Come reagiranno i mercati?

Il confronto tra i dati sulle esportazioni e sulle importazioni consente di osservare come, in numerose categorie merceologiche, la Germania esporti molto più verso gli Stati Uniti di quanto ne importi. Tuttavia, le catene di fornitura non sono facilmente sostituibili, soprattutto in settori altamente specializzati. I costi per sostituire un fornitore o riorganizzare una filiera produttiva possono essere elevati, con effetti sulla stabilità occupazionale.

Un altro elemento da considerare è la reazione dei consumatori. Se le tariffe si tradurranno in prezzi più elevati per alcuni prodotti importati dagli Stati Uniti, la domanda interna potrebbe spostarsi verso alternative europee. Tuttavia, in molti settori non esistono sostituti immediati, il che potrebbe influenzare negativamente la spesa delle famiglie.

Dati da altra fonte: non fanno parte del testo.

use chrono::{DateTime, Utc};
use serde::{Deserialize, Serialize};
use thiserror::Error;

use super::types::{Analysis, AnalysisStatus, Stage};

/// Events accepted by the analysis state machine.
#[derive(Debug, Clone, PartialEq, Eq, Serialize, Deserialize)]
pub enum AnalysisEvent {
    /// Move to the next stage, starting the run if still queued.
    Advance,
    /// Finish a run that has reached the final stage.
    Complete,
    Fail { reason: String },
}

#[derive(Debug, Error, Clone, PartialEq, Eq)]
pub enum TransitionError {
    #[error("analysis {status} is terminal, {event:?} not allowed")]
    Terminal {
        status: AnalysisStatus,
        event: AnalysisEvent,
    },

    #[error("no stage follows {stage}, the run must complete")]
    NoNextStage { stage: Stage },

    #[error("cannot complete at {stage:?}, stages remain")]
    StagesRemaining { stage: Option<Stage> },

    #[error("analysis progress {progress} does not match stage {stage:?}")]
    Inconsistent { progress: u8, stage: Option<Stage> },
}

/// Apply one event, returning the next analysis value.
///
/// Status only moves forward (queued, running, then completed or failed) and
/// each `Advance` moves exactly one row down the stage table.
pub fn transition(
    analysis: &Analysis,
    event: &AnalysisEvent,
    now: DateTime<Utc>,
) -> Result<Analysis, TransitionError> {
    if analysis.is_terminal() {
        return Err(TransitionError::Terminal {
            status: analysis.status,
            event: event.clone(),
        });
    }
    if !analysis.progress_matches_stage() {
        return Err(TransitionError::Inconsistent {
            progress: analysis.progress,
            stage: analysis.current_stage,
        });
    }

    let mut next = analysis.clone();

    match (analysis.status, analysis.current_stage, event) {
        (AnalysisStatus::Queued, _, AnalysisEvent::Advance) => {
            next.status = AnalysisStatus::Running;
            next.started_at = Some(now);
            enter(&mut next, Stage::Preprocessing);
        }

        (AnalysisStatus::Running, Some(stage), AnalysisEvent::Advance) => {
            let following = stage.next().ok_or(TransitionError::NoNextStage { stage })?;
            enter(&mut next, following);
        }

        (AnalysisStatus::Running, Some(stage), AnalysisEvent::Complete) if stage.is_final() => {
            next.status = AnalysisStatus::Completed;
            next.completed_at = Some(now);
        }

        (_, stage, AnalysisEvent::Complete) => {
            return Err(TransitionError::StagesRemaining { stage });
        }

        (_, _, AnalysisEvent::Fail { reason }) => {
            next.status = AnalysisStatus::Failed;
            next.failure_reason = Some(reason.clone());
            next.completed_at = Some(now);
        }

        // A running analysis always carries a stage
        (AnalysisStatus::Running, None, AnalysisEvent::Advance) => {
            return Err(TransitionError::Inconsistent {
                progress: analysis.progress,
                stage: None,
            });
        }

        (AnalysisStatus::Completed | AnalysisStatus::Failed, _, _) => {
            return Err(TransitionError::Terminal {
                status: analysis.status,
                event: event.clone(),
            });
        }
    }

    Ok(next)
}

/// Step function the driver calls repeatedly.
pub fn advance(analysis: &Analysis) -> Result<Analysis, TransitionError> {
    transition(analysis, &AnalysisEvent::Advance, Utc::now())
}

fn enter(analysis: &mut Analysis, stage: Stage) {
    analysis.current_stage = Some(stage);
    analysis.progress = stage.progress();
}

#[cfg(test)]
mod tests {
    use super::*;
    use crate::analysis::NewAnalysis;

    fn queued() -> Analysis {
        Analysis::new(NewAnalysis::new("user-1", "panel")).unwrap()
    }

    #[test]
    fn walks_the_stage_table_in_order() {
        let mut analysis = queued();
        let mut seen = Vec::new();

        for _ in 0..4 {
            analysis = advance(&analysis).unwrap();
            assert_eq!(analysis.status, AnalysisStatus::Running);
            assert!(analysis.progress_matches_stage());
            seen.push((analysis.current_stage.unwrap(), analysis.progress));
        }

        assert_eq!(
            seen,
            vec![
                (Stage::Preprocessing, 25),
                (Stage::MutationAnalysis, 65),
                (Stage::BiomarkerIdentification, 85),
                (Stage::ResultsGeneration, 100),
            ]
        );
        assert!(analysis.started_at.is_some());
    }

    #[test]
    fn cannot_advance_past_final_stage() {
        let mut analysis = queued();
        for _ in 0..4 {
            analysis = advance(&analysis).unwrap();
        }

        assert_eq!(
            advance(&analysis).unwrap_err(),
            TransitionError::NoNextStage {
                stage: Stage::ResultsGeneration
            }
        );
    }

    #[test]
    fn completion_requires_final_stage() {
        let analysis = advance(&queued()).unwrap();
        let err = transition(&analysis, &AnalysisEvent::Complete, Utc::now()).unwrap_err();
        assert_eq!(
            err,
            TransitionError::StagesRemaining {
                stage: Some(Stage::Preprocessing)
            }
        );

        assert!(transition(&queued(), &AnalysisEvent::Complete, Utc::now()).is_err());
    }

    #[test]
    fn terminal_states_reject_everything() {
        let mut analysis = queued();
        for _ in 0..4 {
            analysis = advance(&analysis).unwrap();
        }
        let done = transition(&analysis, &AnalysisEvent::Complete, Utc::now()).unwrap();
        assert_eq!(done.status, AnalysisStatus::Completed);
        assert!(done.completed_at.is_some());

        for event in [
            AnalysisEvent::Advance,
            AnalysisEvent::Complete,
            AnalysisEvent::Fail {
                reason: "late".to_string(),
            },
        ] {
            assert!(matches!(
                transition(&done, &event, Utc::now()),
                Err(TransitionError::Terminal { .. })
            ));
        }
    }

    #[test]
    fn failure_keeps_last_stage() {
        let running = advance(&advance(&queued()).unwrap()).unwrap();
        let failed = transition(
            &running,
            &AnalysisEvent::Fail {
                reason: "disk full".to_string(),
            },
            Utc::now(),
        )
        .unwrap();

        assert_eq!(failed.status, AnalysisStatus::Failed);
        assert_eq!(failed.current_stage, Some(Stage::MutationAnalysis));
        assert_eq!(failed.progress, 65);
        assert_eq!(failed.failure_reason.as_deref(), Some("disk full"));
    }

    #[test]
    fn queued_analysis_can_fail_before_starting() {
        let failed = transition(
            &queued(),
            &AnalysisEvent::Fail {
                reason: "cancelled".to_string(),
            },
            Utc::now(),
        )
        .unwrap();
        assert_eq!(failed.status, AnalysisStatus::Failed);
        assert_eq!(failed.current_stage, None);
    }

    #[test]
    fn inconsistent_progress_is_rejected() {
        let mut analysis = advance(&queued()).unwrap();
        analysis.progress = 50;
        assert!(matches!(
            advance(&analysis),
            Err(TransitionError::Inconsistent { progress: 50, .. })
        ));
    }
}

Anche sul piano geopolitico, le misure di Trump rappresentano una sfida per l’Unione Europea. L’inasprimento dei rapporti commerciali con Washington potrebbe incentivare Bruxelles a rafforzare le proprie relazioni economiche con altre potenze, come la Cina o i Paesi dell’ASEAN. Tale riorientamento, tuttavia, comporta anche nuovi rischi e dipendenze strategiche.